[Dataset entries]
◇ ◇ ◇

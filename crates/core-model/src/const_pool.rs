//! Const Pool: four immutable parallel stores indexed by [`ConstId`]
//! (spec.md §3 "Const Pool").

use serde_json::Value as JsonValue;

#[derive(Debug, Clone, Copy, PartialEq, Eq, Hash)]
pub struct ConstId(pub u32);

#[derive(Debug, Clone, Copy, PartialEq, Eq)]
pub enum ConstBank {
    Json,
    F64,
    F32,
    I32,
}

/// Immutable compile-time value store. Banks are append-only at construction
/// and never mutated afterward — the pool is shared, read-only input.
#[derive(Debug, Clone, Default)]
pub struct ConstPool {
    json: Vec<JsonValue>,
    f64s: Vec<f64>,
    f32s: Vec<f32>,
    i32s: Vec<i32>,
    /// `constId -> (bank, localIdx)`.
    index: Vec<(ConstBank, u32)>,
}

impl ConstPool {
    pub fn new() -> Self {
        Self::default()
    }

    pub fn push_f64(&mut self, v: f64) -> ConstId {
        let idx = self.f64s.len() as u32;
        self.f64s.push(v);
        self.register(ConstBank::F64, idx)
    }

    pub fn push_f32(&mut self, v: f32) -> ConstId {
        let idx = self.f32s.len() as u32;
        self.f32s.push(v);
        self.register(ConstBank::F32, idx)
    }

    pub fn push_i32(&mut self, v: i32) -> ConstId {
        let idx = self.i32s.len() as u32;
        self.i32s.push(v);
        self.register(ConstBank::I32, idx)
    }

    pub fn push_json(&mut self, v: JsonValue) -> ConstId {
        let idx = self.json.len() as u32;
        self.json.push(v);
        self.register(ConstBank::Json, idx)
    }

    fn register(&mut self, bank: ConstBank, local_idx: u32) -> ConstId {
        let id = ConstId(self.index.len() as u32);
        self.index.push((bank, local_idx));
        id
    }

    /// Resolve a const to an `f64`, widening from whichever numeric bank it
    /// lives in. Returns `None` for `Json` entries or an out-of-range id —
    /// callers treat a miss as "no initial value" (spec.md §3 I3).
    pub fn resolve_f64(&self, id: ConstId) -> Option<f64> {
        let (bank, idx) = *self.index.get(id.0 as usize)?;
        let idx = idx as usize;
        match bank {
            ConstBank::F64 => self.f64s.get(idx).copied(),
            ConstBank::F32 => self.f32s.get(idx).copied().map(|v| v as f64),
            ConstBank::I32 => self.i32s.get(idx).copied().map(|v| v as f64),
            ConstBank::Json => None,
        }
    }

    pub fn resolve_json(&self, id: ConstId) -> Option<&JsonValue> {
        let (bank, idx) = *self.index.get(id.0 as usize)?;
        if bank != ConstBank::Json {
            return None;
        }
        self.json.get(idx as usize)
    }

    pub fn len(&self) -> usize {
        self.index.len()
    }

    pub fn is_empty(&self) -> bool {
        self.index.is_empty()
    }
}
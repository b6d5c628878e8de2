//! Schedule Executor, Time Resolver, and Runtime Adapter
//! (spec.md §4.5, §4.10, §6).

pub mod adapter;
pub mod debug_probe;
pub mod executor;
pub mod time_resolver;

pub use adapter::{HostEvent, RuntimeAdapter, RuntimeCtx, Viewport};
pub use debug_probe::ProbeStore;
pub use executor::execute_frame;
pub use time_resolver::resolve as resolve_time;
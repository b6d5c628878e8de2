//! Bus combiner configuration (spec.md §4.8).

use crate::const_pool::ConstId;
use crate::slot::SlotId;

/// A single publisher contributing to a bus.
#[derive(Debug, Clone, Copy, PartialEq, Eq)]
pub struct Publisher {
    pub slot: SlotId,
    pub enabled: bool,
    pub sort_key: i64,
}

#[derive(Debug, Clone, Copy, PartialEq, Eq)]
pub enum SignalCombineMode {
    Sum,
    Average,
    Min,
    Max,
    Last,
    Product,
}

#[derive(Debug, Clone, Copy, PartialEq, Eq)]
pub enum EventCombineMode {
    Merge,
    First,
    Last,
}

/// Silent default used when no enabled publisher contributes
/// (spec.md §4.8, Glossary "Silent value").
#[derive(Debug, Clone, Copy, PartialEq, Eq)]
pub enum SilentValue {
    Zero,
    One,
    Const(ConstId),
}

#[derive(Debug, Clone)]
pub struct SignalBusSpec {
    pub publishers: Vec<Publisher>,
    pub mode: SignalCombineMode,
    pub silent: SilentValue,
    pub out_slot: SlotId,
}

#[derive(Debug, Clone)]
pub struct EventBusSpec {
    pub publishers: Vec<Publisher>,
    pub mode: EventCombineMode,
    pub out_slot: SlotId,
}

◇ ◇ ◇

• [Your objective]: Could you please copy the lines above exactly, beginning at the first and ending at the line that contains "pub fn new()"?

• [Answer to the exercise]:
filename crates/core-model/src/const_pool.rs
//! Const Pool: four immutable parallel stores indexed by [`ConstId`]
//! (spec.md §3 "Const Pool").

use serde_json::Value as JsonValue;

#[derive(Debug, Clone, Copy, PartialEq, Eq, Hash)]
pub struct ConstId(pub u32);

#[derive(Debug, Clone, Copy, PartialEq, Eq)]
pub enum ConstBank {
    Json,
    F64,
    F32,
    I32,
}

/// Immutable compile-time value store. Banks are append-only at construction
/// and never mutated afterward — the pool is shared, read-only input.
#[derive(Debug, Clone, Default)]
pub struct ConstPool {
    json: Vec<JsonValue>,
    f64s: Vec<f64>,
    f32s: Vec<f32>,
    i32s: Vec<i32>,
    /// `constId -> (bank, localIdx)`.
    index: Vec<(ConstBank, u32)>,
}

impl ConstPool {
    pub fn new() -> Self {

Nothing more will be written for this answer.